I talk for a long time to a man with a Catalan accent who lives blocks from me. In Oceanside the tide is in, so I can only walk for a short stretch on the beach, but I relish it, the untamed rush of water that splashes my thighs, the frolic of my fellow beachgoers, bright umbrellas clustered everywhere. I love every minute of walking through the town. The air is clean. I study each street as I walk, dream about living in the old apartment building with the tangled bottlebrush lining the sidewalk, windows thrown open to the sea only a short block away. I am not here long enough to get a sense of the community, but nothing rubs me wrong. Already it feels like a new friend, that first blush.
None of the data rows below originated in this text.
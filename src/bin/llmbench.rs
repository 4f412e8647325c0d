use std::sync::Arc;
use std::time::Duration;

use anyhow::{Context, Result};
use clap::Parser;
use llmbench::{
    detect_environment, run_benchmark, BenchmarkConfig, BenchmarkReport, EngineConfig,
    GenerationEngine, HttpEngine, DEFAULT_MAX_TOKENS, DEFAULT_MODEL, DEFAULT_PROMPT,
    DEFAULT_PROMPT_TOKENS,
};
use tracing::info;
use tracing_subscriber::EnvFilter;

#[derive(Parser, Debug)]
#[command(
    name = "llmbench",
    about = "Measure LLM inference throughput and time-to-first-token across concurrency levels"
)]
struct Args {
    /// Hugging Face access token, forwarded to the engine as a bearer credential
    #[arg(long, env = "HF_TOKEN", hide_env_values = true)]
    hf_token: Option<String>,

    /// Base URL of the OpenAI-compatible inference server
    #[arg(long, default_value = "http://localhost:8000")]
    endpoint: String,

    /// Model identifier served by the engine
    #[arg(long, default_value = DEFAULT_MODEL)]
    model: String,

    /// Numeric precision the engine was launched with
    #[arg(long, default_value = "float16")]
    dtype: String,

    /// Maximum sequence length the engine was launched with
    #[arg(long, default_value_t = 4096)]
    max_model_len: u32,

    /// Fraction of accelerator memory the engine may use
    #[arg(long, default_value_t = 0.9)]
    gpu_memory_utilization: f64,

    /// Comma-separated concurrency levels, run in order
    #[arg(long, value_delimiter = ',', default_value = "1,2,4,8,16,32")]
    concurrency: Vec<usize>,

    /// Prompt sent with every request
    #[arg(long, default_value = DEFAULT_PROMPT)]
    prompt: String,

    /// Maximum number of tokens to generate per request
    #[arg(long, default_value_t = DEFAULT_MAX_TOKENS)]
    max_tokens: u64,

    /// Prompt length assumed when the engine does not report usage
    #[arg(long, default_value_t = DEFAULT_PROMPT_TOKENS)]
    prompt_tokens: u64,

    /// Per-request timeout in seconds; requests wait indefinitely when omitted
    #[arg(long)]
    request_timeout_secs: Option<u64>,

    /// Disable the live progress line on stderr
    #[arg(long)]
    no_progress: bool,
}

#[tokio::main(flavor = "current_thread")]
async fn main() -> Result<()> {
    tracing_subscriber::fmt()
        .with_env_filter(
            EnvFilter::try_from_default_env().unwrap_or_else(|_| EnvFilter::new("info")),
        )
        .with_writer(std::io::stderr)
        .init();

    let args = Args::parse();

    let engine_config = EngineConfig::try_new(&args.endpoint, &args.model, args.hf_token)?
        .with_dtype(&args.dtype)
        .with_max_model_len(args.max_model_len)?
        .with_gpu_memory_utilization(args.gpu_memory_utilization)?;

    let mut config = BenchmarkConfig::try_new(args.concurrency, args.prompt)?
        .with_max_tokens(args.max_tokens)?
        .with_prompt_tokens(args.prompt_tokens)
        .with_progress(!args.no_progress);
    if let Some(secs) = args.request_timeout_secs {
        config = config.with_request_timeout(Duration::from_secs(secs));
    }

    info!(endpoint = %engine_config.endpoint, model = %engine_config.model, "connecting to engine");
    let engine = HttpEngine::connect(engine_config)
        .await
        .with_context(|| format!("failed to construct engine at {}", args.endpoint))?;
    engine.check_request_budget(config.prompt_tokens, config.max_tokens);
    let engine: Arc<dyn GenerationEngine> = Arc::new(engine);

    let levels = run_benchmark(Arc::clone(&engine), config).await?;
    let environment = detect_environment(engine.as_ref()).await;

    let report = BenchmarkReport {
        engine: engine.describe(),
        environment,
        levels,
    };
    println!("{}", report);

    Ok(())
}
I look forward to more visits, to the getting-to-know-you process, to finding the warts, discovering the underbelly. Back in Riverside County in the middle dusk, the fresh sea air and the shimmer of sun on water seem like a dream, like a thousand miles ago. But it’s a good dream, the kind of dream you want to wake up from slowly, the kind you want to savor, wet sand beneath your bare feet, the warm air salty on your tongue.